TASK TO COMPLETE:
Only the lines from the start of the material through the line containing "pub mod split_bill;" are to be extracted, exactly as they appear.

INFORMATION:

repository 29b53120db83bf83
//! UI / rendering layer — everything that touches Ratatui widgets.
//!
//! Rendering reads the application state and records clickable regions;
//! it never changes friends, selection or form contents.

pub mod add_friend;
pub mod button;
pub mod field;
pub mod friend_list;
pub mod layout;
pub mod popup;
pub mod split_bill;
pub mod theme;

use ratatui::{
    widgets::{Block, BorderType, Borders, Paragraph},
    Frame,
};

use crate::app::state::{ActiveView, AppState, Focus};

use self::add_friend::AddFriendPanel;
use self::button::{Button, ClickTarget, HitZones};
use self::friend_list::FriendList;
use self::layout::AppLayout;
use self::popup::HelpPopup;
use self::split_bill::SplitBillPanel;
use self::theme::Theme;

/// Draw one frame and refresh `state.hit_zones` for mouse handling.
pub fn draw(frame: &mut Frame, state: &mut AppState) {
    let layout = AppLayout::from_area(frame.area(), state.add_friend_open);
    let mut zones = HitZones::default();

    let list_block = Block::default()
        .title(format!(" Friends ({}) ", state.friends.len()))
        .title_style(Theme::title_style())
        .borders(Borders::ALL)
        .border_type(BorderType::Rounded)
        .border_style(if state.focus == Focus::FriendList {
            Theme::focused_border_style()
        } else {
            Theme::border_style()
        });
    let list = FriendList::new(&state.friends, state.selected.as_ref())
        .focused(state.focus == Focus::FriendList)
        .block(list_block);
    frame.render_stateful_widget(list, layout.list_area, &mut state.list_state);
    for row in &state.list_state.rendered {
        zones.push(row.row, ClickTarget::FriendRow(row.index));
        zones.push(row.button, ClickTarget::SelectFriend(row.id.clone()));
    }

    let buf = frame.buffer_mut();
    if state.add_friend_open {
        AddFriendPanel {
            form: &state.add_friend_form,
            focus: state.focus,
        }
        .render_and_hit(layout.add_friend_area, buf, &mut zones);
    }

    let toggle_label = if state.add_friend_open { "Close" } else { "Add Friend" };
    Button::new(toggle_label)
        .focused(state.focus == Focus::AddFriendToggle)
        .render_and_hit(layout.toggle_area, buf, &mut zones, ClickTarget::ToggleAddFriend);

    SplitBillPanel {
        friend: state.selected_friend(),
        form: &state.split_form,
        focus: state.focus,
    }
    .render_and_hit(layout.split_area, buf, &mut zones);

    let hint = state.config.status_bar_hint();
    let status_text = state.status_message.as_deref().unwrap_or(&hint);
    frame.render_widget(
        Paragraph::new(status_text).style(Theme::status_bar_style()),
        layout.status_area,
    );

    if state.active_view == ActiveView::Help {
        frame.render_widget(HelpPopup { config: &state.config }, frame.area());
        // The overlay swallows clicks; nothing underneath is reachable.
        zones = HitZones::default();
    }

    if let Some(cursor) = zones.cursor {
        frame.set_cursor_position(cursor);
    }
    state.hit_zones = zones;
}
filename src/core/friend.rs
//! Friend records and the balance status derived from them.

use std::fmt;

use uuid::Uuid;

/// Base avatar URL. Seeds and new friends append a per-friend suffix.
pub const AVATAR_BASE_URL: &str = "https://i.pravatar.cc/48";

/// Stable identifier of a friend for the lifetime of the session.
#[derive(Debug, Clone, PartialEq, Eq, Hash)]
pub struct FriendId(String);

impl FriendId {
    /// A fresh random (v4) identifier.
    pub fn random() -> Self {
        Self(Uuid::new_v4().to_string())
    }
}

impl From<u32> for FriendId {
    fn from(n: u32) -> Self {
        Self(n.to_string())
    }
}

impl fmt::Display for FriendId {
    fn fmt(&self, f: &mut fmt::Formatter<'_>) -> fmt::Result {
        f.write_str(&self.0)
    }
}

/// One friend and the running balance between them and the user.
///
/// A negative balance means the user owes the friend, a positive one means
/// the friend owes the user.
#[derive(Debug, Clone, PartialEq, Eq)]
pub struct Friend {
    pub id: FriendId,
    pub name: String,
    pub image: String,
    pub balance: i64,
}

impl Friend {
    pub fn status(&self) -> BalanceStatus {
        BalanceStatus::from_balance(self.balance)
    }

    /// Human-readable status line shown under the friend's name.
    pub fn status_message(&self) -> String {
        match self.status() {
            BalanceStatus::YouOwe(amount) => format!("You owe {} {}", self.name, amount),
            BalanceStatus::OwesYou(amount) => format!("{} owes you {}", self.name, amount),
            BalanceStatus::Even => format!("You and {} are even.", self.name),
        }
    }
}

/// Which side of the relationship currently owes money.
#[derive(Debug, Clone, Copy, PartialEq, Eq)]
pub enum BalanceStatus {
    YouOwe(u64),
    OwesYou(u64),
    Even,
}

impl BalanceStatus {
    pub fn from_balance(balance: i64) -> Self {
        match balance {
            b if b < 0 => Self::YouOwe(b.unsigned_abs()),
            b if b > 0 => Self::OwesYou(b.unsigned_abs()),
            _ => Self::Even,
        }
    }
}

/// The fixed set of friends every session starts with.
pub fn seed_friends() -> Vec<Friend> {
    [(118836u32, "Clark", -7), (933372, "Sarah", 20), (499476, "Anthony", 0)]
        .into_iter()
        .map(|(id, name, balance)| Friend {
            id: FriendId::from(id),
            name: name.to_string(),
            image: format!("{AVATAR_BASE_URL}?u={id}"),
            balance,
        })
        .collect()
}

#[cfg(test)]
mod tests {
    use super::*;

    fn friend(balance: i64) -> Friend {
        Friend {
            id: FriendId::from(1u32),
            name: "Bob".into(),
            image: AVATAR_BASE_URL.into(),
            balance,
        }
    }

    #[test]
    fn status_message_follows_sign_of_balance() {
        assert_eq!(friend(-7).status_message(), "You owe Bob 7");
        assert_eq!(friend(20).status_message(), "Bob owes you 20");
        assert_eq!(friend(0).status_message(), "You and Bob are even.");
    }

    #[test]
    fn exactly_one_status_per_balance() {
        for balance in [-100, -1, 0, 1, 100] {
            let status = BalanceStatus::from_balance(balance);
            let expected = match balance.signum() {
                -1 => BalanceStatus::YouOwe(balance.unsigned_abs()),
                1 => BalanceStatus::OwesYou(balance.unsigned_abs()),
                _ => BalanceStatus::Even,
            };
            assert_eq!(status, expected);
        }
    }

    #[test]
    fn extreme_negative_balance_does_not_overflow() {
        assert_eq!(
            BalanceStatus::from_balance(i64::MIN),
            BalanceStatus::YouOwe(1u64 << 63)
        );
    }

    #[test]
    fn seeds_are_unique_and_ordered() {
        let seeds = seed_friends();
        let names: Vec<_> = seeds.iter().map(|f| f.name.as_str()).collect();
        assert_eq!(names, ["Clark", "Sarah", "Anthony"]);
        assert_eq!(seeds[0].image, "https://i.pravatar.cc/48?u=118836");
        assert_eq!(seeds[0].balance, -7);
        assert_ne!(seeds[0].id, seeds[1].id);
        assert_ne!(seeds[1].id, seeds[2].id);
    }

    #[test]
    fn random_ids_differ() {
        assert_ne!(FriendId::random(), FriendId::random());
    }
}
//! Terminal event abstraction.
//!
//! A background task reads crossterm events and forwards the ones the app
//! reacts to over a channel, so the main loop only ever awaits a receiver.

use std::time::Duration;

use crossterm::event::{self, Event as CtEvent, KeyEvent, KeyEventKind, MouseEvent};
use tokio::sync::mpsc;

/// High-level events consumed by the application.
#[derive(Debug)]
pub enum AppEvent {
    Key(KeyEvent),
    Mouse(MouseEvent),
    Resize(u16, u16),
}

impl AppEvent {
    /// Map a raw crossterm event, dropping key releases/repeats and the
    /// event kinds we never handle.
    fn from_crossterm(ev: CtEvent) -> Option<Self> {
        match ev {
            CtEvent::Key(k) if k.kind == KeyEventKind::Press => Some(Self::Key(k)),
            CtEvent::Mouse(m) => Some(Self::Mouse(m)),
            CtEvent::Resize(w, h) => Some(Self::Resize(w, h)),
            _ => None,
        }
    }
}

/// Spawns a background task that reads terminal events and sends them
/// through the returned channel.  The task stops once the receiver is
/// dropped; `poll_interval` bounds how long that takes to notice.
pub fn spawn_event_reader(poll_interval: Duration) -> mpsc::UnboundedReceiver<AppEvent> {
    let (tx, rx) = mpsc::unbounded_channel();

    tokio::task::spawn_blocking(move || {
        while !tx.is_closed() {
            match event::poll(poll_interval) {
                Ok(false) => continue,
                Ok(true) => {}
                Err(err) => {
                    tracing::error!("terminal poll failed: {err}");
                    break;
                }
            }
            let ev = match event::read() {
                Ok(ev) => ev,
                Err(err) => {
                    tracing::error!("terminal read failed: {err}");
                    break;
                }
            };
            if let Some(app_event) = AppEvent::from_crossterm(ev) {
                if tx.send(app_event).is_err() {
                    break; // receiver dropped
                }
            }
        }
    });

    rx
}
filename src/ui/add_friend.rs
//! Add-friend form panel.

use ratatui::{
    buffer::Buffer,
    layout::Rect,
    widgets::{Block, BorderType, Borders, Clear, Widget},
};

use crate::app::state::{AddFriendField, Focus};
use crate::core::forms::AddFriendForm;

use super::button::{Button, ClickTarget, HitZones};
use super::field::{render_field, FieldValue};
use super::theme::Theme;

pub struct AddFriendPanel<'a> {
    pub form: &'a AddFriendForm,
    pub focus: Focus,
}

impl AddFriendPanel<'_> {
    pub fn render_and_hit(self, area: Rect, buf: &mut Buffer, zones: &mut HitZones) {
        if area.height == 0 {
            return;
        }
        Clear.render(area, buf);

        let focused_field = match self.focus {
            Focus::AddFriend(field) => Some(field),
            _ => None,
        };
        let block = Block::default()
            .title(" Add friend ")
            .title_style(Theme::title_style())
            .borders(Borders::ALL)
            .border_type(BorderType::Rounded)
            .border_style(if focused_field.is_some() {
                Theme::focused_border_style()
            } else {
                Theme::border_style()
            });
        let inner = block.inner(area);
        block.render(area, buf);

        let row = |dy: u16, h: u16| Rect {
            y: inner.y + dy,
            height: h.min(inner.height.saturating_sub(dy)),
            ..inner
        };

        let name = AddFriendField::Name;
        render_field(
            row(0, 2),
            buf,
            zones,
            "Friend name",
            FieldValue::Editable(&self.form.name),
            focused_field == Some(name),
            Some(ClickTarget::Focus(Focus::AddFriend(name))),
        );
        let image = AddFriendField::ImageUrl;
        render_field(
            row(2, 2),
            buf,
            zones,
            "Image URL",
            FieldValue::Editable(&self.form.image_url),
            focused_field == Some(image),
            Some(ClickTarget::Focus(Focus::AddFriend(image))),
        );

        if inner.height > 5 {
            Button::new("Add")
                .focused(focused_field == Some(AddFriendField::Submit))
                .render_and_hit(row(5, 1), buf, zones, ClickTarget::SubmitAddFriend);
        }
    }
}
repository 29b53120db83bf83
//! Application orchestration — state management, event loop, and input handling.

pub mod event;
pub mod handler;
pub mod state;
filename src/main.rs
//! A terminal UI for tracking what you and your friends owe each other.
//!
//! Pick a friend, enter a bill and your share of it, say who paid, and the
//! friend's balance is adjusted. Nothing is saved between runs.

mod app;
mod config;
mod core;
mod ui;

use std::io::{self, stdout, Stdout};
use std::path::PathBuf;
use std::time::Duration;

use anyhow::Result;
use clap::Parser;
use crossterm::{
    event::{DisableMouseCapture, EnableMouseCapture},
    execute,
    terminal::{disable_raw_mode, enable_raw_mode, EnterAlternateScreen, LeaveAlternateScreen},
};
use ratatui::{backend::CrosstermBackend, Terminal};

use crate::app::{
    event::{spawn_event_reader, AppEvent},
    handler,
    state::AppState,
};
use crate::config::AppConfig;

// ───────────────────────────────────────── CLI ───────────────

#[derive(Parser, Debug)]
#[command(name = env!("CARGO_PKG_NAME"), about = "Split bills with friends")]
struct Cli {
    /// Read settings from this file instead of the default location.
    #[arg(long)]
    config: Option<PathBuf>,

    /// Do not capture the mouse (keyboard only).
    #[arg(long = "no-mouse")]
    no_mouse: bool,

    /// Print the effective configuration and exit.
    #[arg(long = "print-config")]
    print_config: bool,
}

type Tui = Terminal<CrosstermBackend<Stdout>>;

// ───────────────────────────────────────── main ─────────────

#[tokio::main]
async fn main() -> Result<()> {
    // Only logs when RUST_LOG is set; stderr keeps the UI on stdout clean.
    tracing_subscriber::fmt()
        .with_env_filter(tracing_subscriber::EnvFilter::from_default_env())
        .with_writer(io::stderr)
        .init();

    let cli = Cli::parse();

    let mut config = AppConfig::load(cli.config.as_deref());
    if cli.no_mouse {
        config.mouse = false;
    }
    if cli.print_config {
        print!("{}", config.serialise());
        return Ok(());
    }

    let mouse = config.mouse;
    let mut state = AppState::new(config);

    // ── terminal setup ────────────────────────────────────────
    enable_raw_mode()?;
    let mut stdout_handle = stdout();
    execute!(stdout_handle, EnterAlternateScreen)?;
    if mouse {
        execute!(stdout_handle, EnableMouseCapture)?;
    }
    let mut terminal = Terminal::new(CrosstermBackend::new(stdout()))?;

    let result = run(&mut terminal, &mut state).await;

    // ── teardown ──────────────────────────────────────────────
    disable_raw_mode()?;
    if mouse {
        execute!(terminal.backend_mut(), DisableMouseCapture)?;
    }
    execute!(terminal.backend_mut(), LeaveAlternateScreen)?;
    terminal.show_cursor()?;

    result
}

/// Draw, wait for the next input event, apply it; until the user quits.
async fn run(terminal: &mut Tui, state: &mut AppState) -> Result<()> {
    let mut events = spawn_event_reader(Duration::from_millis(100));

    loop {
        terminal.draw(|frame| ui::draw(frame, state))?;

        tokio::select! {
            biased;

            event = events.recv() => {
                match event {
                    Some(AppEvent::Key(k)) => handler::handle_key(state, k),
                    Some(AppEvent::Mouse(m)) => handler::handle_mouse(state, m),
                    Some(AppEvent::Resize(w, h)) => tracing::trace!(w, h, "resize"),
                    None => {
                        tracing::warn!("event reader stopped");
                        break;
                    }
                }
            }

            _ = tokio::signal::ctrl_c() => {
                tracing::info!("interrupted");
                break;
            }
        }

        if state.should_quit {
            break;
        }
    }

    tracing::info!(friends = state.friends.len(), "exiting");
    Ok(())
}
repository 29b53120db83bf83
//! Single-line editable text buffer with a UTF-8 aware cursor.

/// A line of text plus a cursor position (byte offset, always on a char
/// boundary).
#[derive(Debug, Clone, Default, PartialEq, Eq)]
pub struct TextField {
    text: String,
    cursor: usize,
}

impl TextField {
    /// A field pre-filled with `text`, cursor at the end.
    pub fn with_text(text: impl Into<String>) -> Self {
        let text = text.into();
        let cursor = text.len();
        Self { text, cursor }
    }

    pub fn text(&self) -> &str {
        &self.text
    }

    pub fn is_empty(&self) -> bool {
        self.text.is_empty()
    }

    /// Column of the cursor in characters, for placing the terminal cursor.
    pub fn cursor_column(&self) -> usize {
        self.text[..self.cursor].chars().count()
    }

    pub fn set_text(&mut self, text: impl Into<String>) {
        *self = Self::with_text(text);
    }

    pub fn insert(&mut self, ch: char) {
        self.text.insert(self.cursor, ch);
        self.cursor += ch.len_utf8();
    }

    pub fn backspace(&mut self) {
        if let Some(prev) = self.prev_boundary() {
            self.text.drain(prev..self.cursor);
            self.cursor = prev;
        }
    }

    pub fn delete(&mut self) {
        if let Some(next) = self.next_boundary() {
            self.text.drain(self.cursor..next);
        }
    }

    pub fn move_left(&mut self) {
        if let Some(prev) = self.prev_boundary() {
            self.cursor = prev;
        }
    }

    pub fn move_right(&mut self) {
        if let Some(next) = self.next_boundary() {
            self.cursor = next;
        }
    }

    pub fn home(&mut self) {
        self.cursor = 0;
    }

    pub fn end(&mut self) {
        self.cursor = self.text.len();
    }

    fn prev_boundary(&self) -> Option<usize> {
        self.text[..self.cursor]
            .char_indices()
            .next_back()
            .map(|(idx, _)| idx)
    }

    fn next_boundary(&self) -> Option<usize> {
        self.text[self.cursor..]
            .chars()
            .next()
            .map(|c| self.cursor + c.len_utf8())
    }
}

#[cfg(test)]
mod tests {
    use super::*;

    #[test]
    fn insert_and_backspace_at_cursor() {
        let mut field = TextField::with_text("Bb");
        field.move_left();
        field.insert('o');
        assert_eq!(field.text(), "Bob");
        assert_eq!(field.cursor_column(), 2);

        field.backspace();
        assert_eq!(field.text(), "Bb");
        assert_eq!(field.cursor_column(), 1);
    }

    #[test]
    fn multibyte_characters_keep_cursor_on_boundaries() {
        let mut field = TextField::default();
        for ch in "Zoë".chars() {
            field.insert(ch);
        }
        assert_eq!(field.cursor_column(), 3);

        field.move_left();
        field.delete();
        assert_eq!(field.text(), "Zo");

        field.home();
        field.delete();
        field.end();
        field.backspace();
        assert_eq!(field.text(), "");
        assert_eq!(field.cursor_column(), 0);
    }

    #[test]
    fn edits_at_the_edges_are_noops() {
        let mut field = TextField::with_text("x");
        field.delete();
        field.move_right();
        assert_eq!(field.text(), "x");

        field.home();
        field.backspace();
        field.move_left();
        assert_eq!(field.text(), "x");
        assert_eq!(field.cursor_column(), 0);
    }
}
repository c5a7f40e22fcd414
//! Error types used by the slotvisor runtime and buffers.
//!
//! This module defines three error enums:
//!
//! - [`ConfigError`] — invalid run parameters, rejected before anything is spawned.
//! - [`BufferError`] — a blocking buffer operation observed shutdown.
//! - [`RuntimeError`] — errors raised by the coordination runtime itself.
//!
//! All types provide `as_label()` helpers returning short stable identifiers
//! for logging/metrics.

use std::time::Duration;
use thiserror::Error;

/// # Errors produced by run configuration validation.
///
/// A [`Coordinator`](crate::Coordinator) rejects the configuration before
/// constructing a buffer or spawning actors, so none of these leave any
/// runtime state behind.
#[non_exhaustive]
#[derive(Error, Debug, Clone, PartialEq)]
pub enum ConfigError {
    /// Buffer capacity of zero makes every operation block forever.
    #[error("buffer capacity must be at least 1")]
    ZeroCapacity,

    /// A rate was zero, negative, NaN, or infinite.
    #[error("{name} must be a positive finite rate, got {value}")]
    InvalidRate {
        /// Name of the offending field.
        name: &'static str,
        /// The rejected value.
        value: f64,
    },

    /// A zero acquire timeout would turn blocked actors into busy-waiters
    /// and make shutdown unobservable for them.
    #[error("acquire timeout must be non-zero")]
    ZeroAcquireTimeout,
}

impl ConfigError {
    /// Returns a short stable label (snake_case) for use in logs/metrics.
    pub fn as_label(&self) -> &'static str {
        match self {
            ConfigError::ZeroCapacity => "config_zero_capacity",
            ConfigError::InvalidRate { .. } => "config_invalid_rate",
            ConfigError::ZeroAcquireTimeout => "config_zero_acquire_timeout",
        }
    }
}

/// # Errors produced by blocking buffer operations.
///
/// A blocked `produce`/`consume` resolves with [`BufferError::ShuttingDown`]
/// once the buffer's liveness flag drops. Actors recover locally by exiting
/// their loop; this is never surfaced as a user-visible failure.
///
/// Acquire timeouts are **not** represented here: a timeout only triggers a
/// liveness re-check and a retry inside the buffer, never an error.
#[non_exhaustive]
#[derive(Error, Debug, Clone, Copy, PartialEq, Eq)]
pub enum BufferError {
    /// The buffer became non-alive before the operation could commit.
    /// No partial write occurred.
    #[error("buffer is shutting down")]
    ShuttingDown,
}

impl BufferError {
    /// Returns a short stable label (snake_case) for use in logs/metrics.
    pub fn as_label(&self) -> &'static str {
        match self {
            BufferError::ShuttingDown => "buffer_shutting_down",
        }
    }
}

/// # Errors produced by the coordination runtime.
#[non_exhaustive]
#[derive(Error, Debug)]
pub enum RuntimeError {
    /// Shutdown grace period was exceeded; some actors were still running.
    #[error("shutdown grace {grace:?} exceeded; stuck: {stuck:?}")]
    GraceExceeded {
        /// The configured grace duration.
        grace: Duration,
        /// Names of actors that did not stop in time.
        stuck: Vec<String>,
    },
}

impl RuntimeError {
    /// Returns a short stable label (snake_case) for use in logs/metrics.
    pub fn as_label(&self) -> &'static str {
        match self {
            RuntimeError::GraceExceeded { .. } => "runtime_grace_exceeded",
        }
    }

    /// Returns a human-readable message with details about the error.
    pub fn as_message(&self) -> String {
        match self {
            RuntimeError::GraceExceeded { grace, stuck } => {
                format!("grace exceeded after {grace:?}; stuck actors={stuck:?}")
            }
        }
    }
}

#[cfg(test)]
mod tests {
    use super::*;

    #[test]
    fn test_labels_are_stable() {
        assert_eq!(ConfigError::ZeroCapacity.as_label(), "config_zero_capacity");
        assert_eq!(
            BufferError::ShuttingDown.as_label(),
            "buffer_shutting_down"
        );
        let err = RuntimeError::GraceExceeded {
            grace: Duration::from_secs(5),
            stuck: vec!["producer-1".into()],
        };
        assert_eq!(err.as_label(), "runtime_grace_exceeded");
        assert!(err.as_message().contains("producer-1"));
    }

    #[test]
    fn test_display_mentions_rate_name() {
        let err = ConfigError::InvalidRate {
            name: "production_rate_hz",
            value: -1.0,
        };
        assert!(err.to_string().contains("production_rate_hz"));
    }
}
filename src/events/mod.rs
//! # Observer channel: event records and the broadcast bus.

mod bus;
mod event;

pub use bus::Bus;
pub use event::{ActorRole, Event, EventKind};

ANSWER:
repository 29b53120db83bf83
//! UI / rendering layer — everything that touches Ratatui widgets.
//!
//! Rendering reads the application state and records clickable regions;
//! it never changes friends, selection or form contents.

pub mod add_friend;
pub mod button;
pub mod field;
pub mod friend_list;
pub mod layout;
pub mod popup;
pub mod split_bill;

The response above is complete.